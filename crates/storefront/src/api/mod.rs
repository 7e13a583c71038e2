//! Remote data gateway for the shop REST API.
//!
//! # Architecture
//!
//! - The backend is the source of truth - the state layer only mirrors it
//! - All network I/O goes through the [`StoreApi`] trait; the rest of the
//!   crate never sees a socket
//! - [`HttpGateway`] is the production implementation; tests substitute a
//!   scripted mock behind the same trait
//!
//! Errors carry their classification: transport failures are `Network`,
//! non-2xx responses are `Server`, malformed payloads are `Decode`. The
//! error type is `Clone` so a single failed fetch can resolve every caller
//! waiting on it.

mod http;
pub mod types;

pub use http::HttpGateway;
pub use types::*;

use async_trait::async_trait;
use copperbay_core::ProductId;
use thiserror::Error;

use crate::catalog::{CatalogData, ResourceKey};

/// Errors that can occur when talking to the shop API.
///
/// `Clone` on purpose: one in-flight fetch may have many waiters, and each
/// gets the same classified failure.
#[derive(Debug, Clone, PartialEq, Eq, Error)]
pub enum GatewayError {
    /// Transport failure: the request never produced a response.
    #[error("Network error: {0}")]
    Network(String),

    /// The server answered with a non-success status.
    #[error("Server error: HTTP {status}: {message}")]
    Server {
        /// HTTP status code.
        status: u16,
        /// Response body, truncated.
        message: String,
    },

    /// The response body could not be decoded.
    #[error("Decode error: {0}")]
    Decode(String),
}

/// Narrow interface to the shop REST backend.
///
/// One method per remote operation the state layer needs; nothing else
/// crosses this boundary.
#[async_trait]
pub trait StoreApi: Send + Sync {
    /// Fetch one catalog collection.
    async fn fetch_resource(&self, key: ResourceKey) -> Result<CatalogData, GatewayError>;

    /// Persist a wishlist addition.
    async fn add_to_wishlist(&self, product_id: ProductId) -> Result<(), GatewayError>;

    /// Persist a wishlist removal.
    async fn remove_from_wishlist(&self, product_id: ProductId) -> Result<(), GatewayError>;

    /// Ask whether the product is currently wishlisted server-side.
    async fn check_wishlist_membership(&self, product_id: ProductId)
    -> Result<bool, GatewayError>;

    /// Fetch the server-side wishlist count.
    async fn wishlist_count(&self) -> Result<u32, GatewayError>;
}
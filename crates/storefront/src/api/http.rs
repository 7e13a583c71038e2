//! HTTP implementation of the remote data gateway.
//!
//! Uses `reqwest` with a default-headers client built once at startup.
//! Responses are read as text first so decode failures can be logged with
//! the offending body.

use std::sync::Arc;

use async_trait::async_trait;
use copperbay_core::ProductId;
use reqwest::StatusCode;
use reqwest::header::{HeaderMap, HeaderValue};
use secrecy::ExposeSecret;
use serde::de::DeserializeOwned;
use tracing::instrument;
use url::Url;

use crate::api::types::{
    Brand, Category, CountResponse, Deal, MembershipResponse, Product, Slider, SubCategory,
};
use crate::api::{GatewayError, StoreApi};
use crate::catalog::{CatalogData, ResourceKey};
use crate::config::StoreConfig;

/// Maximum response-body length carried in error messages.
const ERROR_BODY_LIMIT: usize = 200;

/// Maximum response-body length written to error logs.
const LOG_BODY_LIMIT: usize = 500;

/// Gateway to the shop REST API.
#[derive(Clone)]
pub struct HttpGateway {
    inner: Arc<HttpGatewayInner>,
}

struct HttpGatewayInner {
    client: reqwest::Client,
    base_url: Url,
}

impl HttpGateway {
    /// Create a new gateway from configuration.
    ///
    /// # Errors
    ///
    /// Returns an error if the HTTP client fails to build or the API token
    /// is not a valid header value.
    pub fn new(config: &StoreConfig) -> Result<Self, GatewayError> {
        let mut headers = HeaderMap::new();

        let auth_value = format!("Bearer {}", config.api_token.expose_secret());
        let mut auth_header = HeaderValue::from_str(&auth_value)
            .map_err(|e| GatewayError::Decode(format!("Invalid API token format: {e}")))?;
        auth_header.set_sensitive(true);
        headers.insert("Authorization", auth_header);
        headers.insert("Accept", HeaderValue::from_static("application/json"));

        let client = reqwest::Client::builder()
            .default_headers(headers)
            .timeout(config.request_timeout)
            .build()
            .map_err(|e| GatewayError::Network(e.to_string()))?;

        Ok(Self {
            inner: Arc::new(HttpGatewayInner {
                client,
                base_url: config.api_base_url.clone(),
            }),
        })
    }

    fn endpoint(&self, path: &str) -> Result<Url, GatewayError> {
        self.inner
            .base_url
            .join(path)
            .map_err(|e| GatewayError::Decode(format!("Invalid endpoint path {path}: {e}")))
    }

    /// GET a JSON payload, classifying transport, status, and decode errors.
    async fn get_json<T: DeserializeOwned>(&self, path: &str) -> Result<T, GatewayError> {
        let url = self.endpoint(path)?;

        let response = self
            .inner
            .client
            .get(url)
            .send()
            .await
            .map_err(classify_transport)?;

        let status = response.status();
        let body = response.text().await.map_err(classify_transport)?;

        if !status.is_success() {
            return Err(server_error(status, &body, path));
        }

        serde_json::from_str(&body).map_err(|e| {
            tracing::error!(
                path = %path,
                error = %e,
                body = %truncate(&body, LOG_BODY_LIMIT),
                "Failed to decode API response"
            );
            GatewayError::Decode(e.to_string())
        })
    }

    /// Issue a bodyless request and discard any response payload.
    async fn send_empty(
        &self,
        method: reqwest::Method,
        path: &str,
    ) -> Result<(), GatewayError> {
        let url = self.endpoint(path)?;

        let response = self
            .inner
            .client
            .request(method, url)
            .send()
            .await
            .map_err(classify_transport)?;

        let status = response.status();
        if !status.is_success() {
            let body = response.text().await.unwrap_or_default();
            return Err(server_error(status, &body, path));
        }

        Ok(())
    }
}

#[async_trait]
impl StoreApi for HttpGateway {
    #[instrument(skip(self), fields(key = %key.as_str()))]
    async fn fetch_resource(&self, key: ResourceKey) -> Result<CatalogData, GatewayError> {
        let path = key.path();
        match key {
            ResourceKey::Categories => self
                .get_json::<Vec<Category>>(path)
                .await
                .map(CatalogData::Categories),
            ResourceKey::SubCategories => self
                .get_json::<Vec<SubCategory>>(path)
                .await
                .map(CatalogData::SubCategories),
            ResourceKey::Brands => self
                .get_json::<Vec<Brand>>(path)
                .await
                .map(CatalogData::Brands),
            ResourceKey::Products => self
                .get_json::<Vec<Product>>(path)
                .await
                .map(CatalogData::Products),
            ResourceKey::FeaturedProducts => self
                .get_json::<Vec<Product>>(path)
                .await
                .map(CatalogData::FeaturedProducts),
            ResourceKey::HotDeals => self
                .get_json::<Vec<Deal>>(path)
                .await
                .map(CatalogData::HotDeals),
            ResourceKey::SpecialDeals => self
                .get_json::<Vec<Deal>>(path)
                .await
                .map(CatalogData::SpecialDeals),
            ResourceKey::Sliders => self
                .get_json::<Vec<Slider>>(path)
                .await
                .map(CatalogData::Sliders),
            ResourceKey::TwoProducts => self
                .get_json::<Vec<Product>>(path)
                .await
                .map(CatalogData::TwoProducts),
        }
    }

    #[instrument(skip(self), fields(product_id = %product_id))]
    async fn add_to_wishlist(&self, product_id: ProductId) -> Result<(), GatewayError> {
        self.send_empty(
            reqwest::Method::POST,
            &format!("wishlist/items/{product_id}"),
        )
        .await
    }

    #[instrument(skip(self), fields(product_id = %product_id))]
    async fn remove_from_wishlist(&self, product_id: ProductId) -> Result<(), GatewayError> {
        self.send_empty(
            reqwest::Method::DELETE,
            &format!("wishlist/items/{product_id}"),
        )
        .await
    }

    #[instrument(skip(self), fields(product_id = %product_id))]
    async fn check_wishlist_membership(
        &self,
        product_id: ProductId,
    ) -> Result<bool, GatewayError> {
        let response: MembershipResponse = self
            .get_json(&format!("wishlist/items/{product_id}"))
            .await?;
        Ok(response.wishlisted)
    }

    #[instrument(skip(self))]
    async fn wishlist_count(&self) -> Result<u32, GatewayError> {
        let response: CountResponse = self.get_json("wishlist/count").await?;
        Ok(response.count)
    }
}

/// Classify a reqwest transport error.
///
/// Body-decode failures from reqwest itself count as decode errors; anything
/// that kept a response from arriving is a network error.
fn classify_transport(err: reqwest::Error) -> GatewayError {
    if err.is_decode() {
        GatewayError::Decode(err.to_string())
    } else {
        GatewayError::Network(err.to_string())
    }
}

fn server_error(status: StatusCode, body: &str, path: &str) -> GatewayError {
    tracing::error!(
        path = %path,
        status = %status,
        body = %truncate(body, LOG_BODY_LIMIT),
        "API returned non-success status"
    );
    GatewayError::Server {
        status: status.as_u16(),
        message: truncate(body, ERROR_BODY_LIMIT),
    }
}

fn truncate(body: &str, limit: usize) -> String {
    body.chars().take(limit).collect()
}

-*-

> [Task goal]:
Transcribe the records above exactly, from the opening line down to and including the line with "rest of the".

> [Exercise response]:
filename crates/storefront/src/api/mod.rs
repository 7e13a583c71038e2
//! Remote data gateway for the shop REST API.
//!
//! # Architecture
//!
//! - The backend is the source of truth - the state layer only mirrors it
//! - All network I/O goes through the [`StoreApi`] trait; the rest of the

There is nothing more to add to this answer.